Yara a Brembate Sopra mezz’ora dopo la scomparsa: dal telefonino un aiuto alle indagini

SCOMPARSA DI YARA – A Brembate Sopra mezz’ora dopo essere scomparsa, non a Mapello. E’ quanto dicono le ultime analisi sul telefonino di Yara Gambirasio, di cui si è parlato ieri dicendo che i migliori tecnici della compagnia telefonica utilizzata dalla tredicenne sono venuti in soccorso agli inquirenti.

Il dettaglio non è indifferente. Il telefonino di Yara, dopo le 18,45 di quel venerdì 26 novembre, aveva agganciato la cella telefonica di Mapello solo per questioni di traffico intenso e di interscambio tra le celle.
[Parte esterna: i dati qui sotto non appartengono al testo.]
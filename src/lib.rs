//! `zui`: a retained-mode terminal UI runtime.
//!
//! Application code builds a tree of [`vnode::VNode`]s every render;
//! [`commit::Reconciler`] diffs that tree against the mutable
//! [`instance::InstanceTree`] from the previous frame, [`layout::LayoutEngine`]
//! resolves a flexbox-style layout over the result, [`damage::DamageTracker`]
//! computes the minimal dirty rects, and [`render::Renderer`] walks the tree
//! to produce a binary "ZRDL" drawlist ([`drawlist`]) that a [`scheduler::ByteSink`]
//! writes to the terminal. Input arrives as a binary "ZREV" event batch
//! ([`event`]), is decoded, and is routed through [`focus`] to the widget
//! that owns it. [`scheduler::Runtime`] ties every stage together into one
//! cooperative frame loop.

pub mod commit;
pub mod components;
pub mod damage;
pub mod debug_bundle;
pub mod drawlist;
pub mod error;
pub mod event;
pub mod focus;
pub mod instance;
pub mod layout;
pub mod render;
pub mod scheduler;
pub mod style;
pub mod vnode;
pub mod widget;

pub use error::{FatalEvent, ZuiError, ZuiResult};
pub use vnode::{Key, VNode, WidgetKind};
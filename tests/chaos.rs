#![allow(clippy::unwrap_used)]
//! Chaos tests: random trees and random commit/key sequences exercised for
//! robustness rather than a single pinned assertion. Uses a small seeded
//! PRNG for reproducibility without pulling in `rand`.

use std::any::Any;
use std::collections::HashMap;
use std::rc::Rc;

use zui::commit::Reconciler;
use zui::damage::DamageTracker;
use zui::focus::input_editor::{handle_key, EditorKey, EditorState};
use zui::instance::hooks::{AppStateSource, UpdateQueueHandle};
use zui::instance::InstanceTree;
use zui::layout::{LayoutEngine, Rect};
use zui::render::Renderer;
use zui::vnode::builder::{BoxNode, NodeBuilderMut, TextNode};
use zui::VNode;

struct NoAppState;
impl AppStateSource for NoAppState {
    fn snapshot(&self) -> Rc<dyn Any> {
        Rc::new(())
    }
}

struct Prng(u64);
impl Prng {
    fn next(&mut self) -> u64 {
        self.0 = self.0.wrapping_mul(6_364_136_223_846_793_005).wrapping_add(1);
        self.0
    }

    fn range(&mut self, n: u64) -> u64 {
        if n == 0 { 0 } else { self.next() % n }
    }
}

fn random_tree(rng: &mut Prng, max_children: u64, remaining_depth: u32) -> VNode {
    if remaining_depth == 0 || rng.range(4) == 0 {
        return TextNode::new(format!("leaf-{}", rng.next())).build();
    }
    let n = rng.range(max_children) as usize;
    let children: Vec<_> = (0..n).map(|_| random_tree(rng, max_children, remaining_depth - 1)).collect();
    BoxNode::new().children(children).build()
}

#[test]
fn random_trees_commit_layout_and_render_without_panicking() {
    let mut rng = Prng(0xC0FFEE);
    for _ in 0..200 {
        let root = random_tree(&mut rng, 5, 4);
        let mut tree = InstanceTree::new();
        let queue = UpdateQueueHandle::new();
        let report = Reconciler::commit(&mut tree, Some(root), &queue, &NoAppState).unwrap();
        let Some(root_handle) = tree.root() else { continue };

        let width = (rng.range(120) + 1) as u16;
        let height = (rng.range(40) + 1) as u16;
        let mut engine = LayoutEngine::new();
        let layout = engine.compute(&tree, root_handle, width, height).unwrap();

        let mut damage = DamageTracker::new();
        let viewport = Rect { x: 0, y: 0, width, height };
        let computed = damage.compute(&report, &layout, viewport, None, &HashMap::new());
        Renderer::default().render(&tree, &layout, root_handle, viewport, &computed, 1).unwrap();
    }
}

#[test]
fn random_terminal_sizes_never_panic_the_layout_engine() {
    let mut rng = Prng(12345);
    for _ in 0..500 {
        let width = (rng.range(999) + 1) as u16;
        let height = (rng.range(999) + 1) as u16;
        let root = BoxNode::new().children(vec![TextNode::new("x").build()]).build();

        let mut tree = InstanceTree::new();
        let queue = UpdateQueueHandle::new();
        Reconciler::commit(&mut tree, Some(root), &queue, &NoAppState).unwrap();
        let root_handle = tree.root().unwrap();
        let mut engine = LayoutEngine::new();
        engine.compute(&tree, root_handle, width, height).unwrap();
    }
}

#[test]
fn successive_commits_with_randomly_reshuffled_keys_never_lose_the_invariant() {
    let mut rng = Prng(999);
    let mut tree = InstanceTree::new();
    let queue = UpdateQueueHandle::new();
    let mut keys: Vec<u64> = (0..8).collect();

    for _ in 0..100 {
        // Fisher-Yates shuffle driven by the seeded PRNG.
        for i in (1..keys.len()).rev() {
            let j = rng.range(i as u64 + 1) as usize;
            keys.swap(i, j);
        }
        let children: Vec<_> = keys.iter().map(|&k| TextNode::new(format!("k{k}")).key(k).build()).collect();
        let root = BoxNode::new().children(children).build();
        let report = Reconciler::commit(&mut tree, Some(root), &queue, &NoAppState).unwrap();
        assert!(report.mounted.is_empty(), "reshuffling keyed children must never remount them");
    }
}

#[test]
fn random_key_sequences_never_push_the_editor_cursor_out_of_bounds() {
    let mut rng = Prng(42);
    let mut state = EditorState { value: "the quick brown fox".to_string(), cursor: 0, selection: None };
    for _ in 0..500 {
        let key = match rng.range(6) {
            0 => EditorKey::ArrowLeft { shift: rng.range(2) == 0 },
            1 => EditorKey::ArrowRight { shift: rng.range(2) == 0 },
            2 => EditorKey::Home { shift: false },
            3 => EditorKey::End { shift: false },
            4 => EditorKey::Backspace,
            _ => EditorKey::Delete,
        };
        state = handle_key(&state, key);
        assert!(state.cursor <= state.value.len());
    }
}
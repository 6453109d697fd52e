#![allow(clippy::unwrap_used)]
//! Snapshot tests for rendered drawlist output. Run `cargo insta review` to
//! review and accept snapshot changes.

use std::any::Any;
use std::rc::Rc;

use zui::commit::Reconciler;
use zui::damage::DamageTracker;
use zui::instance::hooks::{AppStateSource, UpdateQueueHandle};
use zui::instance::InstanceTree;
use zui::layout::{LayoutEngine, Rect};
use zui::render::buffer::Buffer;
use zui::render::Renderer;
use zui::style::{AlignItems, BorderStyle, Dimension, JustifyContent};
use zui::vnode::builder::{BoxNode, ColumnNode, NodeBuilderMut, RowNode, TextNode};
use zui::VNode;

struct NoAppState;
impl AppStateSource for NoAppState {
    fn snapshot(&self) -> Rc<dyn Any> {
        Rc::new(())
    }
}

fn render_snapshot(root: VNode, width: u16, height: u16) -> String {
    let mut tree = InstanceTree::new();
    let queue = UpdateQueueHandle::new();
    let report = Reconciler::commit(&mut tree, Some(root), &queue, &NoAppState).unwrap();
    let root_handle = tree.root().unwrap();

    let mut engine = LayoutEngine::new();
    let layout = engine.compute(&tree, root_handle, width, height).unwrap();

    let mut damage = DamageTracker::new();
    let viewport = Rect { x: 0, y: 0, width, height };
    let computed = damage.compute(&report, &layout, viewport, None, &std::collections::HashMap::new());

    let bytes = Renderer::default().render(&tree, &layout, root_handle, viewport, &computed, 1).unwrap();
    let mut buffer = Buffer::new(width, height);
    buffer.apply_drawlist(&bytes).unwrap();
    buffer.to_text()
}

#[test]
fn snapshot_box_single_border() {
    let root = BoxNode::new().width(Dimension::Length(15.0)).height(Dimension::Length(5.0)).border(BorderStyle::Single).build();
    insta::assert_snapshot!(render_snapshot(root, 20, 10));
}

#[test]
fn snapshot_box_double_border() {
    let root = BoxNode::new().width(Dimension::Length(15.0)).height(Dimension::Length(5.0)).border(BorderStyle::Double).build();
    insta::assert_snapshot!(render_snapshot(root, 20, 10));
}

#[test]
fn snapshot_box_rounded_border() {
    let root = BoxNode::new().width(Dimension::Length(15.0)).height(Dimension::Length(5.0)).border(BorderStyle::Rounded).build();
    insta::assert_snapshot!(render_snapshot(root, 20, 10));
}

#[test]
fn snapshot_row_of_text_centered() {
    let root = RowNode::new()
        .width(Dimension::Length(20.0))
        .height(Dimension::Length(3.0))
        .justify_content(JustifyContent::Center)
        .align_items(AlignItems::Center)
        .children(vec![TextNode::new("a").build(), TextNode::new("b").build(), TextNode::new("c").build()])
        .build();
    insta::assert_snapshot!(render_snapshot(root, 20, 3));
}

#[test]
fn snapshot_column_of_bordered_boxes() {
    let root = ColumnNode::new()
        .children(vec![
            BoxNode::new().width(Dimension::Length(8.0)).height(Dimension::Length(3.0)).border(BorderStyle::Single).build(),
            BoxNode::new().width(Dimension::Length(8.0)).height(Dimension::Length(3.0)).border(BorderStyle::Single).build(),
        ])
        .build();
    insta::assert_snapshot!(render_snapshot(root, 10, 6));
}

#[test]
fn snapshot_text_wider_than_viewport_is_not_wrapped() {
    let root = TextNode::new("this line is longer than the viewport width").build();
    insta::assert_snapshot!(render_snapshot(root, 12, 1));
}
Ma fisicamente il telefonino, e forse anche Yara, si trovava a Brembate Sopra.

E’ un dato che avvalora ancora di più le testimonianze di chi ha visto Yara tra via Morlotti e via Rampinelli in quel tardo pomeriggio del 26 novembre, quindi sulla via di casa venendo dal centro sportivo e non in direzione opposta, verso Mapello. Il primo testimone che si è espresso in tal senso è stato Enrico Tironi, ascoltato quattro volte dagli inquirenti, senza alcun addebito a suo carico. La polizia ha un altro testimone che conferma la presenza di Yara per alcuni minuti, fuori dal centro sportivo. Entrambi parlano di un’auto rossa, una Citroen. A entrambi vanno ad aggiungersi almeno due testimonianze di vicini di casa che hanno parlato di due uomini che stavano litigando proprio nella zona di via Ravasio, quel giorno.

Yara a Brembate Sopra alle 18,55: è quasi mezz’ora dopo aver salutato le amiche. E’ molto tempo. Di sicuro, se il telefonino era con lei, Yara non è uscita dal centro sportivo per poi dirigersi immediatamente a Mapello. E’ rimasta lì, nei paraggi di casa, vicino anche alla palestra. Forse, ora è più probabile, con qualcuno che conosceva. E’ sembra perdere consistenza il tracciato indicato dai cani, che la volevano in direzione di Mapello appena uscita dalla palestra.